++++ Records supplied
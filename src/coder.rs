use crate::result::{QuicError, QuicResult};
use crate::varint::VarInt;

/// Types with a context-free wire form.
pub trait Coder: Sized {
    fn encode(&self, buf: &mut Vec<u8>);
    fn decode(r: &mut Reader<'_>) -> QuicResult<Self>;
}

/// Forward-only cursor over a received buffer. Every accessor checks the
/// remaining length, so parse code can rely on `?` instead of slicing math.
pub struct Reader<'a> {
    buf: &'a [u8],
    pos: usize,
}

impl<'a> Reader<'a> {
    pub fn new(buf: &'a [u8]) -> Self {
        Self { buf, pos: 0 }
    }

    /// Bytes consumed so far.
    pub fn consumed(&self) -> usize {
        self.pos
    }

    pub fn remaining(&self) -> usize {
        self.buf.len() - self.pos
    }

    pub fn is_empty(&self) -> bool {
        self.remaining() == 0
    }

    pub fn peek_u8(&self) -> QuicResult<u8> {
        self.buf
            .get(self.pos)
            .copied()
            .ok_or(QuicError::InsufficientData("byte"))
    }

    pub fn u8(&mut self) -> QuicResult<u8> {
        let b = self.peek_u8()?;
        self.pos += 1;
        Ok(b)
    }

    pub fn u16(&mut self) -> QuicResult<u16> {
        Ok(u16::from_be_bytes(self.array::<2>()?))
    }

    pub fn u32(&mut self) -> QuicResult<u32> {
        Ok(u32::from_be_bytes(self.array::<4>()?))
    }

    pub fn bytes(&mut self, n: usize) -> QuicResult<&'a [u8]> {
        if self.remaining() < n {
            return Err(QuicError::InsufficientData("bytes"));
        }
        let s = &self.buf[self.pos..self.pos + n];
        self.pos += n;
        Ok(s)
    }

    pub fn array<const N: usize>(&mut self) -> QuicResult<[u8; N]> {
        let mut out = [0u8; N];
        out.copy_from_slice(self.bytes(N)?);
        Ok(out)
    }

    /// Remaining bytes, consuming them all.
    pub fn rest(&mut self) -> &'a [u8] {
        let s = &self.buf[self.pos..];
        self.pos = self.buf.len();
        s
    }

    pub fn varint(&mut self) -> QuicResult<VarInt> {
        VarInt::decode(self)
    }

    /// Varint narrowed to usize, for length prefixes.
    pub fn varint_len(&mut self) -> QuicResult<usize> {
        Ok(self.varint()?.usize())
    }

    pub fn skip(&mut self, n: usize) -> QuicResult<()> {
        self.bytes(n).map(|_| ())
    }
}

#[cfg(test)]
mod test {
    use super::*;

    #[test]
    fn test_reader_basics() {
        let data = [1u8, 2, 3, 4, 5];
        let mut r = Reader::new(&data);
        assert_eq!(r.u8().unwrap(), 1);
        assert_eq!(r.u16().unwrap(), 0x0203);
        assert_eq!(r.consumed(), 3);
        assert_eq!(r.bytes(2).unwrap(), &[4, 5]);
        assert!(r.is_empty());
        assert_eq!(r.u8(), Err(QuicError::InsufficientData("byte")));
    }

    #[test]
    fn test_reader_rest() {
        let data = [9u8, 8, 7];
        let mut r = Reader::new(&data);
        r.u8().unwrap();
        assert_eq!(r.rest(), &[8, 7]);
        assert!(r.is_empty());
    }
}
/// A single QUIC connection: handshake sequencing, packet pipelines,
/// recovery, flow control, streams and timers. Single-threaded; driven by
/// `receive_packet`, `generate_packets`, `next_timeout` and `on_timeout`.
pub struct Connection {
    side: Side,
    state: ConnectionState,
    config: Config,

    local_cids: LocalCidRegistry,
    peer_cids: PeerCidRegistry,
    /// The client-chosen Initial destination CID; Initial keys derive from
    /// it and the server accepts it as an alias while handshaking.
    original_dcid: ConnectionId,
    peer_initial_cid_seen: bool,

    handshake: Option<Box<dyn Handshake>>,
    keys: [Option<KeyPair>; 4],
    prev_app_read: Option<Keys>,
    key_phase: bool,
    handshake_complete: bool,
    handshake_confirmed: bool,
    pending_handshake_done: bool,

    crypto_recv: [CryptoRecvBuf; 3],
    crypto_send_buf: [VecDeque<u8>; 3],
    crypto_send_offset: [u64; 3],

    ack_trackers: [AckTracker; 3],
    next_pn: [u64; 3],

    loss: LossDetector,
    cc: CongestionController,
    flow: FlowController,
    streams: StreamManager,

    local_params: TransportParams,
    peer_params: Option<TransportParams>,
    idle_timeout: Duration,

    retransmit: [VecDeque<Frame>; 3],
    pending_control: VecDeque<Frame>,
    probe_pending: u32,
    path_response: Option<[u8; 8]>,

    close_state: Option<CloseState>,
    idle_deadline: Option<Instant>,
    keep_alive_at: Option<Instant>,

    server_name: Option<String>,
    server_port: u16,
    tickets: Option<Arc<SessionTicketStore>>,
    replay: Option<Arc<ReplayFilter>>,
    early_data_state: Option<bool>,

    buffered_datagrams: Vec<(Vec<u8>, EcnCodepoint)>,
    decode_violations: u32,

    events: VecDeque<ConnectionEvent>,
    stats: ConnectionStats,
}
++++++++
## [Task prompt]
Find the lines in the records that include the string "crate", and reply with how many there are, nothing more.

## [Output for this exercise]
2